[Dataset entries]
□ □ □

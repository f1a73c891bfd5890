#[cfg(test)]
mod tests {
    use sluice_core::{ErrorKind, ExecutorConfig, KeyCountPolicy, params};
    use sluice_sqlite::SqliteConnection;
    use sluice_tests::{execute_tests, executor, expect_error_kind, init_logs, silent_logs};
    use std::{env, path::Path, sync::Mutex};
    use tokio::fs;
    use uuid::Uuid;

    static MUTEX: Mutex<()> = Mutex::new(());

    #[tokio::test(flavor = "multi_thread", worker_threads = 4)]
    async fn sqlite() {
        init_logs();
        const DB_PATH: &'static str = "../target/debug/tests.sqlite";
        let _guard = MUTEX.lock().unwrap();
        for path in [DB_PATH, "../target/debug/tests.sqlite-wal", "../target/debug/tests.sqlite-shm"] {
            if Path::new(path).exists() {
                fs::remove_file(path)
                    .await
                    .expect(format!("Failed to remove existing test database file {}", path).as_str());
            }
        }
        assert!(
            !Path::new(DB_PATH).exists(),
            "Database file should not exist before test"
        );
        execute_tests::<SqliteConnection>(&format!("sqlite://{}?mode=rwc", DB_PATH)).await;
        assert!(
            Path::new(DB_PATH).exists(),
            "Database file should be created by the tests"
        );
    }

    #[tokio::test(flavor = "multi_thread")]
    async fn key_count_policy() {
        init_logs();
        let path = env::temp_dir().join(format!("sluice-{}.sqlite", Uuid::new_v4()));
        let url = format!("sqlite://{}?mode=rwc", path.display());
        let insert = "INSERT OR IGNORE INTO tag (name) VALUES (?)";
        {
            let warn = executor::<SqliteConnection>(&url, 1, ExecutorConfig::default());
            let mut scope = warn.detached();
            scope
                .update(
                    "CREATE TABLE tag (id INTEGER PRIMARY KEY, name VARCHAR(32) NOT NULL UNIQUE)",
                    (),
                )
                .await
                .expect("Could not create tag");
            silent_logs! {
                let outcome = scope
                    .batch_insert(insert, [params!["red"], params!["red"], params!["blue"]])
                    .await
                    .expect("A short key count is only a warning by default");
                assert_eq!(outcome.affected, [1, 0, 1]);
                assert_eq!(outcome.generated_keys.len(), 2);
            }

            let fail = executor::<SqliteConnection>(
                &url,
                1,
                ExecutorConfig::default().with_key_count_policy(KeyCountPolicy::Fail),
            );
            assert_eq!(
                expect_error_kind(
                    fail.detached()
                        .batch_insert(insert, [params!["green"], params!["red"]])
                        .await
                ),
                ErrorKind::KeyCountMismatch {
                    expected: 2,
                    actual: 1
                }
            );
            // The rows were written before the mismatch was reported
            let green = scope
                .fetch_one::<i64>("SELECT COUNT(*) FROM tag WHERE name = ?", params!["green"])
                .await
                .expect("Could not count");
            assert_eq!(green, Some(1));
        }
        let _ = fs::remove_file(&path).await;
    }

    #[tokio::test]
    async fn query_timeout() {
        init_logs();
        let path = env::temp_dir().join(format!("sluice-{}.sqlite", Uuid::new_v4()));
        let url = format!("sqlite://{}?mode=rwc", path.display());
        {
            let executor = executor::<SqliteConnection>(
                &url,
                1,
                ExecutorConfig::default().with_query_timeout(std::time::Duration::from_millis(250)),
            );
            let value = executor
                .detached()
                .fetch_one::<String>("SELECT 'ok'", ())
                .await
                .expect("Could not run the query");
            assert_eq!(value.as_deref(), Some("ok"));
        }
        let _ = fs::remove_file(&path).await;
    }
}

□ □ □

- _Exercise objective_: Look through the records for the string "ErrorKind". Copy every line that has it.

- _Solution to this task_:
    use sluice_core::{ErrorKind, ExecutorConfig, KeyCountPolicy, params};
                ErrorKind::KeyCountMismatch {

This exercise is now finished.